Abstract

BACKGROUND: The mechanism of increased peritoneal permeability during peritonitis has not been clearly determined. We studied the changes in vascular endothelial growth factor (VEGF) levels in dialysate effluents during CAPD peritonitis, and VEGF expression in cultured peritoneal mesothelial cells (MCs) stimulated with IL-1 alpha, TNF alpha, and IFN gamma.
METHODS
In 30 CAPD patients with peritonitis, dialysate effluents were serially collected at the time of diagnosis of peritonitis and when the peritonitis was recovered. Primarily cultured MCs were incubated with IL-1alpha or TNFalpha alone or in combination with INF gamma. VEGF level in dialysate effluent and MCs conditioned medium was measured by sandwich ELISA. VEGF mRNA expression was analyzed by Northern blotting.

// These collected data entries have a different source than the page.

use crate::effects::{
    aurora::AuroraBand, bubbles::Bubble, butterflies::Butterfly, confetti::ConfettiPiece, diyas::Diya,
    embers::Ember, fireflies::Firefly, hearts::Heart, leaves::Leaf, petals::Petal, rain::Raindrop,
    snowfall::Snowflake, sparkles::Sparkle, stars::Star, sunrays::Sunray, EffectId,
};
use crate::geometry::Point;

/// Kinematic core shared by every particle.
#[derive(Debug, Clone, Copy, PartialEq, Default)]
pub struct Body {
    pub x: f32,
    pub y: f32,
    pub vx: f32,
    pub vy: f32,
    pub rotation: f32,
    pub spin: f32,
    pub size: f32,
    pub opacity: f32,
}

impl Body {
    pub fn position(&self) -> Point {
        Point::new(self.x, self.y)
    }

    /// One tick of straight-line motion plus rotation.
    pub fn advance(&mut self) {
        self.x += self.vx;
        self.y += self.vy;
        self.rotation += self.spin;
    }

    pub fn is_finite(&self) -> bool {
        [self.x, self.y, self.vx, self.vy, self.rotation, self.spin, self.size, self.opacity]
            .iter()
            .all(|v| v.is_finite())
    }
}

macro_rules! kinds {
    ($($variant:ident($payload:ty) => $effect:ident,)*) => {
        /// Effect-specific payload. One variant per effect; a particle's
        /// variant is fixed at spawn.
        #[derive(Debug, Clone, PartialEq)]
        pub enum Kind {
            $($variant($payload),)*
        }

        impl Kind {
            pub fn effect(&self) -> EffectId {
                match self {
                    $(Kind::$variant(_) => EffectId::$effect,)*
                }
            }
        }

        $(
            impl From<$payload> for Kind {
                fn from(payload: $payload) -> Self {
                    Kind::$variant(payload)
                }
            }
        )*
    };
}

kinds! {
    Snowflake(Snowflake) => Snowfall,
    Raindrop(Raindrop) => Rain,
    Heart(Heart) => Hearts,
    Petal(Petal) => Petals,
    Leaf(Leaf) => Leaves,
    Confetti(ConfettiPiece) => Confetti,
    Ember(Ember) => Embers,
    Bubble(Bubble) => Bubbles,
    Diya(Diya) => Diyas,
    Sparkle(Sparkle) => Sparkles,
    Butterfly(Butterfly) => Butterflies,
    Firefly(Firefly) => Fireflies,
    Star(Star) => Stars,
    Sunray(Sunray) => Sunrays,
    Aurora(AuroraBand) => Aurora,
}

#[derive(Debug, Clone, PartialEq)]
pub struct Particle {
    pub body: Body,
    pub kind: Kind,
    age: u64,
}

impl Particle {
    pub fn new(body: Body, kind: impl Into<Kind>) -> Self {
        Self { body, kind: kind.into(), age: 0 }
    }

    pub fn effect(&self) -> EffectId {
        self.kind.effect()
    }

    /// Ticks survived since spawn.
    pub fn age(&self) -> u64 {
        self.age
    }

    pub(crate) fn grow_older(&mut self) {
        self.age += 1;
    }
}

The activation of NFkappaB in response to IL-1alpha or TNFalpha was measured by electrophoretic mobility shift assay (EMSA).
RESULTS
VEGF levels in dialysate effluent at the time of diagnosis of peritonitis were significantly higher (456+/-45 pg/mL) than those when the peritonitis was recovered (245+/-21 pg/mL)(p<0.00001). Both IL-1 alpha and TNFalpha stimulated VEGF production in MCs, and the stimulation was significant from 24 hours to 72 hours. INFgamma, in combination with IL-1 alpha or TNF alpha, significantly amplified IL-1 alpha - or TNF alpha - induced VEGF production. Pre-incubation of MCs with NF kappa B inhibitor, pyrrolidine dithiocarbamate, totally blocked IL-1 alpha - or TNF alpha-induced VEGF production. Northern blot analysis revealed that IL-1 alpha and TNF alpha stimulated VEGF mRNA expression in a dose dependent manner. The stimulation was peak at 4 hours. IL-1alpha and TNF alpha stimulated NFkappa B binding activity in MCs as early as at 15 minutes, with a peak activity at 1 hour, and p65 subunit was supershifted.
CONCLUSION
Our results suggest that increased expression of VEGF in peritoneal mesothelial cells stimulated with proinflammatory cytokines, IL-1alpha, TNFalpha, and IFN gamma, plays a role in the increased peritoneal permeability during CAPD peritonitis.